The British promised these new immigrants free land, a year’s supply of food, tools and implements necessary to till the soil, and some building materials. If they could not pay their passage, they were still welcome to come, but after their arrival would be required to labour on public works such as forts and roads until they redeemed their debt. 

As a result, some 2,700 new settlers arrived in Halifax between 1750-52, coming mostly from the Palatinate, Württemberg, Baden, Hesse-Darmstadt, Switzerland and Montbéliard – a small principality near the French border with Switzerland. The new arrivals spoke German, except those from Switzerland and Montbéliard, who spoke French. Since religion and political allegiance were often linked in those days, the immigrants were almost all Protestants, and during their early years in Nova Scotia were known collectively as ‘the Foreign Protestants’ to distinguish them from the Acadian French.

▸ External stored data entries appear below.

#[actix_rt::test]
async fn balance_and_subscription_changes_are_recorded() {
    let state = state("http://127.0.0.1:9".to_string()).await;
    let app = app!(state);
    let cookie = log_in!(app, "seller@example.com", "secret1");

    let resp = test::call_service(
        &app,
        test::TestRequest::post()
            .uri("/user/add-balance")
            .cookie(cookie.clone())
            .set_json(json!({ "amount": 1500 }))
            .to_request(),
    )
    .await;
    assert_eq!(resp.status(), StatusCode::OK);

    let resp = test::call_service(
        &app,
        test::TestRequest::post()
            .uri("/user/add-balance")
            .cookie(cookie.clone())
            .set_json(json!({ "amount": -5 }))
            .to_request(),
    )
    .await;
    assert_eq!(resp.status(), StatusCode::BAD_REQUEST);

    let resp = test::call_service(
        &app,
        test::TestRequest::post()
            .uri("/user/upgrade-subscription")
            .cookie(cookie.clone())
            .set_json(json!({ "plan": "Business" }))
            .to_request(),
    )
    .await;
    assert_eq!(resp.status(), StatusCode::BAD_REQUEST);

    let resp = test::call_service(
        &app,
        test::TestRequest::post()
            .uri("/user/upgrade-subscription")
            .cookie(cookie.clone())
            .set_json(json!({ "plan": "pro" }))
            .to_request(),
    )
    .await;
    assert_eq!(resp.status(), StatusCode::OK);

    let resp = test::call_service(
        &app,
        test::TestRequest::post()
            .uri("/user/upgrade-subscription")
            .cookie(cookie.clone())
            .set_json(json!({ "plan": "Platinum" }))
            .to_request(),
    )
    .await;
    assert_eq!(resp.status(), StatusCode::BAD_REQUEST);

    let profile: Value = test::call_and_read_body_json(
        &app,
        test::TestRequest::get()
            .uri("/user/profile")
            .cookie(cookie.clone())
            .to_request(),
    )
    .await;
    assert_eq!(profile["balance"], json!(510.0));
    assert_eq!(profile["subscription_type"], "Pro");

    let ops: Value = test::call_and_read_body_json(
        &app,
        test::TestRequest::get()
            .uri("/user/operations")
            .cookie(cookie)
            .to_request(),
    )
    .await;
    let kinds = ops
        .as_array()
        .unwrap()
        .iter()
        .map(|o| o["type"].as_str().unwrap_or_default().to_string())
        .collect::<Vec<_>>();
    assert_eq!(kinds, vec!["subscription", "payment"]);
    assert_eq!(ops[0]["amount"], json!(-1990.0));
    assert_eq!(ops[1]["amount"], json!(1500.0));
}

#[actix_rt::test]
async fn ai_helper_without_key_is_unavailable() {
    let state = state("http://127.0.0.1:9".to_string()).await;
    let app = app!(state);
    let cookie = log_in!(app, "seller@example.com", "secret1");

    let resp = test::call_service(
        &app,
        test::TestRequest::post()
            .uri("/analysis/ai-helper")
            .cookie(cookie.clone())
            .set_json(json!({ "content_type": "ad_copy", "prompt": "кроссовки" }))
            .to_request(),
    )
    .await;
    assert_eq!(resp.status(), StatusCode::SERVICE_UNAVAILABLE);

    let resp = test::call_service(
        &app,
        test::TestRequest::post()
            .uri("/analysis/ai-helper")
            .cookie(cookie)
            .set_json(json!({ "content_type": "poem", "prompt": "кроссовки" }))
            .to_request(),
    )
    .await;
    assert_eq!(resp.status(), StatusCode::BAD_REQUEST);
}

#[actix_rt::test]
async fn logout_clears_session() {
    let state = state("http://127.0.0.1:9".to_string()).await;
    let app = app!(state);
    let cookie = log_in!(app, "seller@example.com", "secret1");

    let body: Value = test::call_and_read_body_json(
        &app,
        test::TestRequest::get()
            .uri("/auth/check")
            .cookie(cookie.clone())
            .to_request(),
    )
    .await;
    assert_eq!(body["authenticated"], json!(true));
    assert_eq!(body["user"]["email"], "seller@example.com");

    let resp = test::call_service(
        &app,
        test::TestRequest::get()
            .uri("/auth/logout")
            .cookie(cookie)
            .to_request(),
    )
    .await;
    assert_eq!(resp.status(), StatusCode::OK);
    let removal = resp.response().cookies().next().map(|c| c.value().to_string());
    assert_eq!(removal.as_deref(), Some(""));
}
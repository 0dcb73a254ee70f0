use anyhow::Context;
use mpstats_client::wb_card::DEFAULT_CARD_BASE_URL;
use mpstats_client::{MpstatsConfig, DEFAULT_BASE_URL};
use std::time::Duration;

pub const DEFAULT_OPENAI_MODEL: &str = "gpt-3.5-turbo";
pub const DEFAULT_OPENAI_BASE_URL: &str = "https://api.openai.com";

#[derive(Clone, Debug)]
pub struct OpenAiConfig {
    pub api_key: Option<String>,
    pub model: String,
    pub base_url: String,
}

/// Process-wide settings, read once at startup and passed to whatever needs them.
#[derive(Clone, Debug)]
pub struct AppConfig {
    pub mpstats: MpstatsConfig,
    pub mpstats_rpm: u64,
    pub wb_card_base_url: String,
    pub openai: OpenAiConfig,
    pub session_secret: Option<String>,
    pub database_path: String,
    pub bind_addr: String,
    pub port: u16,
    pub allowed_origins: Vec<String>,
}

impl AppConfig {
    pub fn from_env() -> Result<Self, anyhow::Error> {
        Self::from_lookup(|key| {
            envmnt::exists(key)
                .then(|| envmnt::get_or(key, ""))
                .filter(|v| !v.trim().is_empty())
        })
    }

    pub fn from_lookup(get: impl Fn(&str) -> Option<String>) -> Result<Self, anyhow::Error> {
        fn parse<T: std::str::FromStr>(
            get: &impl Fn(&str) -> Option<String>,
            key: &str,
            default: T,
        ) -> Result<T, anyhow::Error>
        where
            T::Err: std::error::Error + Send + Sync + 'static,
        {
            match get(key) {
                Some(v) => v.trim().parse().with_context(|| format!("Invalid {key}: {v}")),
                None => Ok(default),
            }
        }

        let token = get("MPSTATS_API_KEY").unwrap_or_default();
        let timeout_secs: u64 = parse(&get, "MPSTATS_TIMEOUT_SECS", 30)?;
        Ok(Self {
            mpstats: MpstatsConfig {
                base_url: get("MPSTATS_BASE_URL").unwrap_or_else(|| DEFAULT_BASE_URL.to_string()),
                token: token.trim().to_string(),
                timeout: Duration::from_secs(timeout_secs),
            },
            mpstats_rpm: parse(&get, "MPSTATS_RPM", 60)?,
            wb_card_base_url: get("WB_CARD_BASE_URL")
                .unwrap_or_else(|| DEFAULT_CARD_BASE_URL.to_string()),
            openai: OpenAiConfig {
                api_key: get("OPENAI_API_KEY").map(|k| k.trim().to_string()),
                model: get("OPENAI_MODEL").unwrap_or_else(|| DEFAULT_OPENAI_MODEL.to_string()),
                base_url: get("OPENAI_BASE_URL")
                    .unwrap_or_else(|| DEFAULT_OPENAI_BASE_URL.to_string()),
            },
            session_secret: get("SESSION_SECRET"),
            database_path: get("DATABASE_PATH").unwrap_or_else(|| "storage/users.db".to_string()),
            bind_addr: get("BIND_ADDR").unwrap_or_else(|| "0.0.0.0".to_string()),
            port: parse(&get, "PORT", 8000)?,
            allowed_origins: get("ALLOWED_ORIGINS")
                .unwrap_or_else(|| "http://localhost:3000".to_string())
                .split(',')
                .map(|o| o.trim().trim_end_matches('/').to_string())
                .filter(|o| !o.is_empty())
                .collect(),
        })
    }
}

In 1753, about half of them were taken from Halifax by boat to settle a new planned community called Lunenburg, on Nova Scotia’s South Shore. There was a period of adjustment as land was cleared, homes were built, crops were planted, and the settlers learned to fish as well as farm, but within a generation they were self-sufficient.

To this day, the descendants of these early Foreign Protestants form the predominant cultural group in Lunenburg County. They may identify themselves now as being ‘German’ or ‘Dutch’, but names such as Zwicker and Langille, Oxner and Moser are numerous, and are regarded as solid old Nova Scotia surnames. 

Before long, some of the Lunenburg settlers pulled up stakes and moved elsewhere in the province. In the late 1700s, for example, some went east to St. Margaret’s Bay, where the name ‘French Village’ reminds us that its first settlers included Montbéliard families with names like Boutilier and Dauphinee.

Others from Montbéliard, including the Mattatall, Bigney, Tattrie and Mingo families, went overland to the Northumberland Strait where they settled in Tatamagouche and River John, and where they later called themselves ‘Swiss’.

In the early 1800s, various German-speaking families from Halifax and Lunenburg migrated along the province’s Eastern Shore, following the fisheries. We find Himmelmans and Romkeys at Eastern Passage, Nieforths at Three Fathom Harbour, Bayers at Petpeswick, Hartlings at Port Dufferin, and Rudolphs at Marie Joseph and Liscomb.

The Foreign Protestants of the 1750s were not the only German-speaking immigrants to Nova Scotia in the early days. At the end of the American Revolution, several dozen Hessian soldiers recruited as auxiliary troops for service in North America remained behind to settle and establish families in the province, mostly near Annapolis. Names such as Baker, Stephens, Lintlop, Vieth and Aulenbach form part of this group. Some of the American Loyalists (‘Tories’) coming to Nova Scotia as political refugees after 1783 were also of German origin.

Other German-speaking immigrants were occasionally added to the population over the years, some as veterans of various wars in the 18th and early 19th centuries, others drawn here by a gold rush in the 1860s. One prominent arrival in search of gold was Francis Ellershausen who gave his name to Ellershouse in Hants County, where he built homes for 32 immigrant German families.

The best place to experience the legacy of the Foreign Protestants in Nova Scotia today is the UNESCO World Heritage Centre of Lunenburg. The old town displays massive and sometimes elaborate wooden houses, many with an architectural overhang – the characteristic ‘Lunenburg bump’ – above the main entrance. Sauerkraut, often with caraway seeds, and ‘home’ or Lunenburg pudding (sausage) are tasty reminders of a German menu that crossed the ocean to Nova Scotia’s South Shore.

Occasionally you may also hear older Lunenburgers still use a German word or phrase in conversation – linguistic reminders that many families there still spoke German at home, into the early decades of the last century.